The central bank made it clear that it was not impressed by Moody’s downgrading of South Africa’s top four banks, nor was the market. The share prices of South African banks declined on the news of the downgrading, but subsequently recovered somewhat.
The complex reasons given by Moody’s for the downgrading are perplexing, but not convincing. It argued, presumably because of the “haircut” for existing African Bank funders, that in future the central bank would not: “fully protect creditors in the event of need”.
But central banks do not directly protect bank’s creditors. The closest to this would be through deposit insurance such as that found in the US. Deposit insurance does not exist in South Africa.
The swift action of the central bank in this case – compared with a decade ago – should actually reflect a reduced risk, not a heightened one.

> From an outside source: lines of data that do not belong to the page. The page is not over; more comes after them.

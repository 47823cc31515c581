//! SPARQL tokens - the atomic units of SPARQL output.

/// SPARQL token - every element the query builder can emit.
///
/// Adding a new variant here will cause compile errors everywhere
/// it needs to be handled (exhaustive matching).
#[derive(Debug, Clone, PartialEq)]
pub enum Token {
    // === Keywords ===
    Prefix,
    Select,
    Distinct,
    Where,
    Optional,
    Filter,
    OrderBy,
    Asc,
    Desc,
    Limit,
    Offset,
    As,
    /// `a`, shorthand for `rdf:type`
    A,

    // === Punctuation ===
    Dot,
    Semicolon,
    Comma,
    Star,
    LBrace,
    RBrace,
    LParen,
    RParen,

    // === Operators ===
    And,
    Or,
    Not,
    Eq,
    Ne,
    Lt,
    Gt,
    Lte,
    Gte,

    // === Whitespace / Formatting ===
    Space,
    Newline,
    Indent(usize),

    // === Dynamic Content ===
    /// Variable, rendered with a leading `?`
    Var(String),
    /// Prefixed name: `prefix:local` (empty prefix renders `:local`)
    PrefixedName { prefix: String, local: String },
    /// Full IRI, rendered in angle brackets
    Iri(String),
    /// Integer literal
    LitInt(i64),
    /// Float literal
    LitFloat(f64),
    /// String literal
    LitString(String),

    // === Function Names ===
    FunctionName(String),
}

impl Token {
    /// Serialize this token to a string.
    pub fn serialize(&self) -> String {
        match self {
            // Keywords
            Token::Prefix => "PREFIX".into(),
            Token::Select => "SELECT".into(),
            Token::Distinct => "DISTINCT".into(),
            Token::Where => "WHERE".into(),
            Token::Optional => "OPTIONAL".into(),
            Token::Filter => "FILTER".into(),
            Token::OrderBy => "ORDER BY".into(),
            Token::Asc => "ASC".into(),
            Token::Desc => "DESC".into(),
            Token::Limit => "LIMIT".into(),
            Token::Offset => "OFFSET".into(),
            Token::As => "AS".into(),
            Token::A => "a".into(),

            // Punctuation
            Token::Dot => ".".into(),
            Token::Semicolon => ";".into(),
            Token::Comma => ",".into(),
            Token::Star => "*".into(),
            Token::LBrace => "{".into(),
            Token::RBrace => "}".into(),
            Token::LParen => "(".into(),
            Token::RParen => ")".into(),

            // Operators
            Token::And => "&&".into(),
            Token::Or => "||".into(),
            Token::Not => "!".into(),
            Token::Eq => "=".into(),
            Token::Ne => "!=".into(),
            Token::Lt => "<".into(),
            Token::Gt => ">".into(),
            Token::Lte => "<=".into(),
            Token::Gte => ">=".into(),

            // Whitespace
            Token::Space => " ".into(),
            Token::Newline => "\n".into(),
            Token::Indent(n) => "  ".repeat(*n),

            // Dynamic
            Token::Var(name) => format!("?{}", name),
            Token::PrefixedName { prefix, local } => format!("{}:{}", prefix, local),
            Token::Iri(iri) => format!("<{}>", iri),
            Token::LitInt(n) => n.to_string(),
            Token::LitFloat(f) => {
                if f.is_nan() {
                    panic!("Cannot serialize NaN to SPARQL")
                }
                if f.is_infinite() {
                    panic!("Cannot serialize Infinity to SPARQL")
                }
                let mut buffer = ryu::Buffer::new();
                buffer.format(*f).to_string()
            }
            Token::LitString(s) => quote_string(s),
            Token::FunctionName(name) => name.to_uppercase(),
        }
    }
}

/// Quote a string literal, escaping what SPARQL's `STRING_LITERAL2` forbids.
fn quote_string(s: &str) -> String {
    let mut out = String::with_capacity(s.len() + 2);
    out.push('"');
    for c in s.chars() {
        match c {
            '\\' => out.push_str("\\\\"),
            '"' => out.push_str("\\\""),
            '\n' => out.push_str("\\n"),
            '\r' => out.push_str("\\r"),
            '\t' => out.push_str("\\t"),
            c => out.push(c),
        }
    }
    out.push('"');
    out
}

/// A stream of tokens that can be serialized to SPARQL.
#[derive(Debug, Clone, Default, PartialEq)]
pub struct TokenStream {
    tokens: Vec<Token>,
}

impl TokenStream {
    /// Create an empty token stream.
    pub fn new() -> Self {
        Self { tokens: vec![] }
    }

    /// Push a single token.
    pub fn push(&mut self, token: Token) -> &mut Self {
        self.tokens.push(token);
        self
    }

    /// Extend with multiple tokens.
    pub fn extend(&mut self, tokens: impl IntoIterator<Item = Token>) -> &mut Self {
        self.tokens.extend(tokens);
        self
    }

    /// Append another token stream.
    pub fn append(&mut self, other: &TokenStream) -> &mut Self {
        self.tokens.extend(other.tokens.iter().cloned());
        self
    }

    pub fn is_empty(&self) -> bool {
        self.tokens.is_empty()
    }

    /// Serialize all tokens to a SPARQL string.
    pub fn serialize(&self) -> String {
        self.tokens.iter().map(Token::serialize).collect()
    }

    // Convenience methods for common tokens
    pub fn space(&mut self) -> &mut Self {
        self.push(Token::Space)
    }
    pub fn newline(&mut self) -> &mut Self {
        self.push(Token::Newline)
    }
    pub fn indent(&mut self, n: usize) -> &mut Self {
        self.push(Token::Indent(n))
    }
    pub fn comma(&mut self) -> &mut Self {
        self.push(Token::Comma)
    }
    pub fn lparen(&mut self) -> &mut Self {
        self.push(Token::LParen)
    }
    pub fn rparen(&mut self) -> &mut Self {
        self.push(Token::RParen)
    }
    pub fn var(&mut self, name: impl Into<String>) -> &mut Self {
        self.push(Token::Var(name.into()))
    }
}
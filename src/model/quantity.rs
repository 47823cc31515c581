//! Physical quantities and their unit tables.
//!
//! Every quantity the system can filter on is a variant of [`QuantityType`].
//! Each variant owns a canonical unit and a table of affine conversions into
//! it, so adding a quantity is a compile error everywhere it must be handled.

use std::fmt;

use serde::{Deserialize, Serialize};

/// Boltzmann constant in keV per kelvin.
const BOLTZMANN_KEV_PER_K: f64 = 8.617_333_262e-8;

/// A conversion from one unit into its quantity's canonical unit.
///
/// `canonical = value * scale + offset`
#[derive(Debug, Clone, Copy, PartialEq)]
pub struct UnitConversion {
    /// Preferred spelling of the unit.
    pub unit: &'static str,
    /// Other accepted spellings, lower-case.
    pub aliases: &'static [&'static str],
    pub scale: f64,
    pub offset: f64,
}

impl UnitConversion {
    const fn linear(unit: &'static str, aliases: &'static [&'static str], scale: f64) -> Self {
        Self {
            unit,
            aliases,
            scale,
            offset: 0.0,
        }
    }

    /// Whether `unit` names this conversion (case-insensitive).
    pub fn matches(&self, unit: &str) -> bool {
        let key = unit_key(unit);
        self.unit.to_lowercase() == key || self.aliases.iter().any(|a| *a == key)
    }

    /// Every accepted spelling, preferred one first.
    pub fn spellings(&self) -> impl Iterator<Item = &'static str> {
        std::iter::once(self.unit).chain(self.aliases.iter().copied())
    }

    pub fn normalize(&self, value: f64) -> f64 {
        value * self.scale + self.offset
    }

    pub fn denormalize(&self, value: f64) -> f64 {
        (value - self.offset) / self.scale
    }
}

static TEMPERATURE_UNITS: &[UnitConversion] = &[
    UnitConversion::linear("keV", &["kev"], 1.0),
    UnitConversion::linear("eV", &["ev"], 1e-3),
    UnitConversion::linear("MeV", &["mev"], 1e3),
    UnitConversion::linear("K", &["k", "kelvin"], BOLTZMANN_KEV_PER_K),
    UnitConversion {
        unit: "°C",
        aliases: &["°c", "degc", "celsius"],
        scale: BOLTZMANN_KEV_PER_K,
        offset: 273.15 * BOLTZMANN_KEV_PER_K,
    },
];

static DENSITY_UNITS: &[UnitConversion] = &[
    UnitConversion::linear(
        "m^-3",
        &[
            "m-3",
            "m^{-3}",
            "/m^3",
            "/m3",
            "per cubic meter",
            "per cubic metre",
        ],
        1.0,
    ),
    UnitConversion::linear(
        "cm^-3",
        &[
            "cm-3",
            "cm^{-3}",
            "/cm^3",
            "/cm3",
            "/cc",
            "per cubic centimeter",
            "per cubic centimetre",
        ],
        1e6,
    ),
];

/// A measurable physical quantity.
///
/// Serialized as its lower-case name (`"temperature"`, `"density"`).
#[derive(Debug, Clone, Copy, PartialEq, Eq, PartialOrd, Ord, Hash, Serialize, Deserialize)]
#[serde(rename_all = "lowercase")]
pub enum QuantityType {
    Temperature,
    Density,
}

impl QuantityType {
    pub const ALL: [QuantityType; 2] = [QuantityType::Temperature, QuantityType::Density];

    pub fn name(&self) -> &'static str {
        match self {
            QuantityType::Temperature => "temperature",
            QuantityType::Density => "density",
        }
    }

    /// Words in free text that refer to this quantity.
    pub fn vocabulary(&self) -> &'static [&'static str] {
        match self {
            QuantityType::Temperature => &["temperature", "temperatures", "temp", "temps"],
            QuantityType::Density => &["density", "densities"],
        }
    }

    /// Look up a quantity by name or vocabulary word.
    pub fn from_name(name: &str) -> Option<QuantityType> {
        let key = name.trim().to_lowercase();
        Self::ALL
            .into_iter()
            .find(|q| q.vocabulary().contains(&key.as_str()))
    }

    pub fn canonical_unit(&self) -> &'static str {
        match self {
            QuantityType::Temperature => "keV",
            QuantityType::Density => "m^-3",
        }
    }

    pub fn conversions(&self) -> &'static [UnitConversion] {
        match self {
            QuantityType::Temperature => TEMPERATURE_UNITS,
            QuantityType::Density => DENSITY_UNITS,
        }
    }

    pub fn lookup_unit(&self, unit: &str) -> Option<&'static UnitConversion> {
        self.conversions().iter().find(|c| c.matches(unit))
    }

    /// The quantity a unit string belongs to, if any.
    pub fn for_unit(unit: &str) -> Option<QuantityType> {
        Self::ALL
            .into_iter()
            .find(|q| q.lookup_unit(unit).is_some())
    }

    /// Convert `value` in `unit` to the canonical unit.
    ///
    /// Unknown units pass through unchanged.
    pub fn normalize(&self, value: f64, unit: &str) -> f64 {
        match self.lookup_unit(unit) {
            Some(conversion) => conversion.normalize(value),
            None => value,
        }
    }

    /// Convert a canonical `value` back into `unit`.
    pub fn denormalize(&self, value: f64, unit: &str) -> f64 {
        match self.lookup_unit(unit) {
            Some(conversion) => conversion.denormalize(value),
            None => value,
        }
    }
}

impl fmt::Display for QuantityType {
    fn fmt(&self, f: &mut fmt::Formatter<'_>) -> fmt::Result {
        f.write_str(self.name())
    }
}

/// Lower-case, trim and collapse inner whitespace.
fn unit_key(unit: &str) -> String {
    unit.split_whitespace()
        .collect::<Vec<_>>()
        .join(" ")
        .to_lowercase()
}
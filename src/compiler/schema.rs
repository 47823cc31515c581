//! The fixed graph schema queries are compiled against.
//!
//! ```text
//! :Paper ──:reports──► measurement ──:measuresParameter──► parameter
//!                                                           a :Temperature | :Density
//!                                                           :value, :unitString, :normalizedValue
//! ```
//!
//! Nothing here is discovered at runtime; a schema change means a code change.

use crate::model::QuantityType;
use crate::sparql::{GraphPattern, Prefix, Term, TriplesBlock};

pub const PLASMA_NS: &str = "http://example.org/plasma#";
pub const PAPER_NS: &str = "http://example.org/plasma/paper/";
pub const XSD_NS: &str = "http://www.w3.org/2001/XMLSchema#";

/// Class of document nodes.
pub const PAPER_CLASS: &str = "Paper";

/// Variable every document pattern binds.
pub const PAPER_VAR: &str = "paper";

/// Prefix declarations emitted at the top of every query.
pub fn prefixes() -> Vec<Prefix> {
    vec![
        Prefix::new("", PLASMA_NS),
        Prefix::new("paper", PAPER_NS),
        Prefix::new("xsd", XSD_NS),
    ]
}

// =============================================================================
// Document fields
// =============================================================================

/// Whether every document carries a field.
#[derive(Debug, Clone, Copy, PartialEq, Eq)]
pub enum Presence {
    Always,
    Optional,
}

/// Properties of a `:Paper` node.
#[derive(Debug, Clone, Copy, PartialEq, Eq, Hash)]
pub enum DocumentField {
    Title,
    ArxivId,
    Authors,
    PublicationDate,
    Abstract,
    PdfUrl,
}

impl DocumentField {
    pub const ALL: [DocumentField; 6] = [
        DocumentField::Title,
        DocumentField::ArxivId,
        DocumentField::Authors,
        DocumentField::PublicationDate,
        DocumentField::Abstract,
        DocumentField::PdfUrl,
    ];

    /// Local name of the predicate in the `:` namespace.
    pub fn predicate(self) -> &'static str {
        match self {
            DocumentField::Title => "title",
            DocumentField::ArxivId => "arxivId",
            DocumentField::Authors => "authors",
            DocumentField::PublicationDate => "publicationDate",
            DocumentField::Abstract => "abstract",
            DocumentField::PdfUrl => "pdfUrl",
        }
    }

    /// Variable the field is bound to.
    pub fn var(self) -> &'static str {
        self.predicate()
    }

    pub fn presence(self) -> Presence {
        match self {
            DocumentField::Title => Presence::Always,
            DocumentField::ArxivId
            | DocumentField::Authors
            | DocumentField::PublicationDate
            | DocumentField::Abstract
            | DocumentField::PdfUrl => Presence::Optional,
        }
    }
}

/// `?paper a :Paper ; :title ?title .`
///
/// Only fields with [`Presence::Always`] may join this block.
pub fn document_pattern() -> GraphPattern {
    let mut block = TriplesBlock::new(Term::var(PAPER_VAR)).a(Term::local(PAPER_CLASS));
    for field in DocumentField::ALL {
        if field.presence() == Presence::Always {
            block = block.property(Term::local(field.predicate()), Term::var(field.var()));
        }
    }
    block.into()
}

/// Bind `field` to its variable, inside `OPTIONAL { }` unless every document has it.
pub fn document_field_pattern(field: DocumentField) -> GraphPattern {
    let block = TriplesBlock::new(Term::var(PAPER_VAR))
        .property(Term::local(field.predicate()), Term::var(field.var()));
    match field.presence() {
        Presence::Always => block.into(),
        Presence::Optional => GraphPattern::optional(block),
    }
}

// =============================================================================
// Measurements
// =============================================================================

/// Class of parameter nodes for `quantity`.
pub fn parameter_class(quantity: QuantityType) -> &'static str {
    match quantity {
        QuantityType::Temperature => "Temperature",
        QuantityType::Density => "Density",
    }
}

/// Prefix shared by all variables of one quantity's measurement pattern.
pub fn var_stem(quantity: QuantityType) -> &'static str {
    match quantity {
        QuantityType::Temperature => "temp",
        QuantityType::Density => "dens",
    }
}

/// Variable names used by one quantity's measurement pattern.
#[derive(Debug, Clone, PartialEq, Eq)]
pub struct MeasurementVars {
    pub measurement: String,
    pub parameter: String,
    pub value: String,
    pub unit: String,
    pub normalized: String,
}

impl MeasurementVars {
    pub fn for_quantity(quantity: QuantityType) -> Self {
        let stem = var_stem(quantity);
        Self {
            measurement: format!("{}Meas", stem),
            parameter: stem.to_string(),
            value: format!("{}Value", stem),
            unit: format!("{}Unit", stem),
            normalized: format!("{}Normalized", stem),
        }
    }
}

/// Triples linking `?paper` to a parameter of `quantity`:
///
/// ```text
/// ?paper :reports ?tempMeas .
/// ?tempMeas :measuresParameter ?temp .
/// ?temp a :Temperature ;
///   :value ?tempValue ;
///   :unitString ?tempUnit ;
///   :normalizedValue ?tempNormalized .
/// ```
pub fn measurement_patterns(quantity: QuantityType) -> Vec<GraphPattern> {
    let vars = MeasurementVars::for_quantity(quantity);
    vec![
        TriplesBlock::new(Term::var(PAPER_VAR))
            .property(Term::local("reports"), Term::var(&vars.measurement))
            .into(),
        TriplesBlock::new(Term::var(&vars.measurement))
            .property(Term::local("measuresParameter"), Term::var(&vars.parameter))
            .into(),
        TriplesBlock::new(Term::var(&vars.parameter))
            .a(Term::local(parameter_class(quantity)))
            .property(Term::local("value"), Term::var(&vars.value))
            .property(Term::local("unitString"), Term::var(&vars.unit))
            .property(Term::local("normalizedValue"), Term::var(&vars.normalized))
            .into(),
    ]
}
//! FILTER conditions shared by the search and statistics builders.

use chrono::{Days, NaiveDate};

use super::schema::{DocumentField, MeasurementVars};
use super::{CompileOptions, MissingDatePolicy};
use crate::model::{QuantityRange, TemporalConstraint};
use crate::sparql::{
    any_of, bound, coalesce, lit_str, regex, str_, strstarts, var, Expr, ExprExt,
};

/// `?xNormalized >= min && ?xNormalized <= max`, one side when one bound is set.
///
/// `None` when no finite bound remains.
pub fn range_filter(range: &QuantityRange) -> Option<Expr> {
    let normalized = MeasurementVars::for_quantity(range.quantity()).normalized;
    let lower = range
        .normalized_min()
        .filter(|v| v.is_finite())
        .map(|v| var(&normalized).gte(v));
    let upper = range
        .normalized_max()
        .filter(|v| v.is_finite())
        .map(|v| var(&normalized).lte(v));

    match (lower, upper) {
        (Some(lower), Some(upper)) => Some(lower.and(upper)),
        (lower, upper) => lower.or(upper),
    }
}

/// Escape XPath regex metacharacters so a keyword matches literally.
///
/// `regex::escape` would also escape `#`, `&` and `~`, which XPath rejects.
pub fn escape_regex(keyword: &str) -> String {
    let mut out = String::with_capacity(keyword.len());
    for c in keyword.chars() {
        if matches!(
            c,
            '\\' | '.' | '?' | '*' | '+' | '(' | ')' | '{' | '}' | '-' | '[' | ']' | '^' | '$'
                | '|'
        ) {
            out.push('\\');
        }
        out.push(c);
    }
    out
}

/// One case-insensitive alternation over all keywords.
pub fn keyword_pattern(keywords: &[String]) -> Option<String> {
    let parts: Vec<String> = keywords
        .iter()
        .map(|k| k.trim())
        .filter(|k| !k.is_empty())
        .map(escape_regex)
        .collect();
    (!parts.is_empty()).then(|| parts.join("|"))
}

/// `REGEX(?title, p, "i")`, plus the abstract when `match_abstract` is on.
pub fn keyword_filter(keywords: &[String], match_abstract: bool) -> Option<Expr> {
    let pattern = keyword_pattern(keywords)?;
    let title = regex(var(DocumentField::Title.var()), &pattern, "i");
    if !match_abstract {
        return Some(title);
    }
    let abstract_text = coalesce(vec![var(DocumentField::Abstract.var()), lit_str("")]);
    any_of([title, regex(abstract_text, &pattern, "i")])
}

/// First day still counted as recent.
pub fn recent_cutoff(today: NaiveDate, recent_days: u32) -> NaiveDate {
    today
        .checked_sub_days(Days::new(u64::from(recent_days)))
        .unwrap_or(NaiveDate::MIN)
}

/// Date condition for `temporal`, honouring the missing-date policy.
pub fn temporal_filter(temporal: TemporalConstraint, options: &CompileOptions) -> Expr {
    let date = str_(var(DocumentField::PublicationDate.var()));
    let condition = match temporal {
        TemporalConstraint::Recent => {
            let cutoff = recent_cutoff(options.today, options.recent_days);
            date.gte(cutoff.format("%Y-%m-%d").to_string())
        }
        TemporalConstraint::Year(year) => strstarts(date, &format!("{:04}", year)),
    };

    match options.missing_dates {
        MissingDatePolicy::Exclude => condition,
        MissingDatePolicy::Include => bound(DocumentField::PublicationDate.var())
            .not()
            .or(condition),
    }
}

Not surprisingly, Standard & Poor’s, another well-known international rating agency, announced it would not follow Moody’s with a downgrade of banks.
As a result, we argue there is no direct justification of the downgrading of the four banks following the African Bank saga. Yet the cause of African Bank’s problems are firmly rooted in the state of the South African economy. A downgrading which reflects this broader problem is a different matter. And it may indicate that further sovereign down gradings are to follow.
Downgrading the big banks deflected attention away from the question of South Africa’s sovereign risk. The source of African Bank’s problems lie in the inability of unsecured lenders to repay their loans – largely because of the deteriorating economic situation within the country. It is this situation which reflects the greater risk, not Moody’s downgrade, which should perhaps be seen as more of a pre-emptive strike.